Nesse encontro fugaz, entabulam um diálogo intermitente mas simbólico. O poeta da Casa da Obra “pensava, com cólera absurda, no amigo. Via-o pouco e quase sempre demasiado bêbado” (122) para poder conversar. É a partir da ausência de Álvaro Carmo, e através de focalizações internas de Midões, que temos acesso ao perfil do poeta: “Não viu o amigo durante uns dias, e sempre o apoquentava aquele azedume ferido contra a sua poesia, cerebral demais e em que não reconhecia esse poder do devaneio e a irrealidade que tanto amava. «Se não é espontâneo não é livre» – escreveu num artigo que lhe propuseram e no qual marcou, quase verrinosamente, o seu desacordo com Álvaro Carmo. (…) Cada vez vivia mais arredio, mais afundado numa solidão impertinente e a que a morte da mãe, que nunca o amara, dera quase legitimidade. Habitava numa casa de hóspedes, depois num quarto de família que escandalizava com a sua bebedeira constante e aquele andarilhar miudinho até horas mortas, quando a insónia o tomava e ele passeava de um lado para o outro” (120-122).

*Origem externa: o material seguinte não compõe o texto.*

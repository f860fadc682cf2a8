use std::io;

use thiserror::Error as ThisError;

use crate::spdy::frame::{GoAwayStatus, RstStatus, StreamId};

#[derive(ThisError, Debug)]
pub enum SpdyError {
    #[error("protocol error: {0}")]
    Protocol(&'static str),
    #[error("stream {stream_id} error: {status:?}")]
    Stream {
        stream_id: StreamId,
        status: RstStatus,
    },
    #[error("unexpected frame type {0}")]
    UnexpectedFrameType(u16),
    #[error("unsupported version {0}")]
    UnsupportedVersion(u16),
    #[error("header decompression error {0}")]
    Decompress(#[from] flate2::DecompressError),
    #[error("header compression error {0}")]
    Compress(#[from] flate2::CompressError),
    #[error("stream {0} was reset")]
    Reset(StreamId),
    #[error("stream {0} is finished")]
    StreamFinished(StreamId),
    #[error("stream {0} must send its headers first")]
    HeadersNotSent(StreamId),
    #[error("header block of {0} bytes is too large")]
    HeaderBlockTooLarge(usize),
    #[error("unsupported operation: {0}")]
    Unsupported(&'static str),
    #[error("channel closed")]
    ChannelClosed,
    #[error("too many concurrent streams")]
    StreamLimit,
    #[error("missing header {0}")]
    MissingHeader(&'static str),
    #[error("http error {0}")]
    Http(#[from] http::Error),
    #[error("io error {0}")]
    Io(#[from] io::Error),
}

impl SpdyError {
    pub(crate) fn protocol(reason: &'static str) -> Self {
        SpdyError::Protocol(reason)
    }

    pub(crate) fn stream(stream_id: StreamId, status: RstStatus) -> Self {
        SpdyError::Stream { stream_id, status }
    }

    /// Connection errors tear the whole session down with GOAWAY; everything
    /// else is scoped to a single stream or to the caller.
    pub fn is_connection_error(&self) -> bool {
        matches!(
            self,
            SpdyError::Protocol(_)
                | SpdyError::UnexpectedFrameType(_)
                | SpdyError::UnsupportedVersion(_)
                | SpdyError::Decompress(_)
                | SpdyError::Compress(_)
                | SpdyError::Io(_)
        )
    }

    pub fn rst_status(&self) -> RstStatus {
        match self {
            SpdyError::Stream { status, .. } => *status,
            SpdyError::UnsupportedVersion(_) => RstStatus::UnsupportedVersion,
            SpdyError::Reset(_) | SpdyError::ChannelClosed => RstStatus::Cancel,
            SpdyError::StreamFinished(_) => RstStatus::StreamAlreadyClosed,
            SpdyError::StreamLimit => RstStatus::RefusedStream,
            SpdyError::HeaderBlockTooLarge(_) => RstStatus::FrameTooLarge,
            SpdyError::Compress(_) | SpdyError::Io(_) => RstStatus::InternalError,
            _ => RstStatus::ProtocolError,
        }
    }

    pub fn go_away_status(&self) -> GoAwayStatus {
        match self {
            SpdyError::Compress(_) | SpdyError::Io(_) => GoAwayStatus::InternalError,
            _ => GoAwayStatus::ProtocolError,
        }
    }
}

/// What the engine did with a frame that was well formed.
#[derive(Debug, Clone, Copy, PartialEq, Eq)]
pub enum Handled {
    Applied,
    Ignored(Ignored),
}

/// Reasons a well formed frame had no effect.
#[derive(Debug, Clone, Copy, PartialEq, Eq)]
pub enum Ignored {
    /// The frame references a stream that is closed, reset or never existed.
    UnknownStream(StreamId),
    /// A new stream arrived after the peer sent GOAWAY.
    PeerGoneAway(StreamId),
    /// A setting id this engine does not act on.
    UnknownSetting(u32),
    /// A PING of our parity that we have no record of sending.
    UnsolicitedPong(u32),
    /// The stream was refused: the local concurrency limit was hit, or this
    /// side already sent GOAWAY.
    Refused(StreamId),
}

#[cfg(test)]
mod tests {
    use super::*;

    #[test]
    fn wire_codes() {
        let e = SpdyError::stream(3, RstStatus::FlowControlError);
        assert!(!e.is_connection_error());
        assert_eq!(e.rst_status(), RstStatus::FlowControlError);

        let e = SpdyError::protocol("zero length header name");
        assert!(e.is_connection_error());
        assert_eq!(e.go_away_status(), GoAwayStatus::ProtocolError);

        let e = SpdyError::UnexpectedFrameType(42);
        assert!(e.is_connection_error());
        assert_eq!(e.to_string(), "unexpected frame type 42");

        let e = SpdyError::HeaderBlockTooLarge(2 << 20);
        assert!(!e.is_connection_error());
        assert_eq!(e.rst_status(), RstStatus::FrameTooLarge);

        let e = SpdyError::from(io::Error::new(io::ErrorKind::OutOfMemory, "pool"));
        assert_eq!(e.go_away_status(), GoAwayStatus::InternalError);
    }
}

A personagem surge constantemente embriagada, mas jamais desprovida da capacidade de argumentar e expor as suas ideias, morrendo “no hospital” (123), como acontecera com Fernando Pessoa.
Os diálogos recuperados a partir da memória de Midões nos seus momentos finais são o resultado da paixão da ausência, mas também da criação da escrita de Caeiro e companhia heteronímica, como reação à poética de Teixeira de Pascoaes: “– Insistes demasiado nas coisas gerais, como é o não ter metafísica, banalizar o homem e desejar todas as metamorfoses da matéria. Isso não tem importância. Terás muitos leitores, muitos que te admiram porque lhes dizes aquilo que os sentidos já conhecem. (…) –Não sinto com o coração – disse Álvaro Carmo –, mas com a imaginação. – Vives com as palavras. E, quando sentes, já não és tu, mas elas que se apropriam dos sentimentos. O outro olhava-o, com os olhos turvos e tranquilos, rodando sobre a mesa o copo de vinho tinto. Parecia agora quase diáfano, com aquele rosto branco e o recorte caricatural do seu chapéu de coco sobre o qual brilhava a luz amarela do bar” (231-232).
Álvaro Carmo é, portanto, uma refiguração feita sobrevida do poeta dos heterónimos num tempo anterior ao fenómeno Pessoa.
Referências
Besa-Luís, Agustina (2019). O Susto. 3ª edição. Prefácio de António M. Feijó. Lisboa: Relógio D’Água.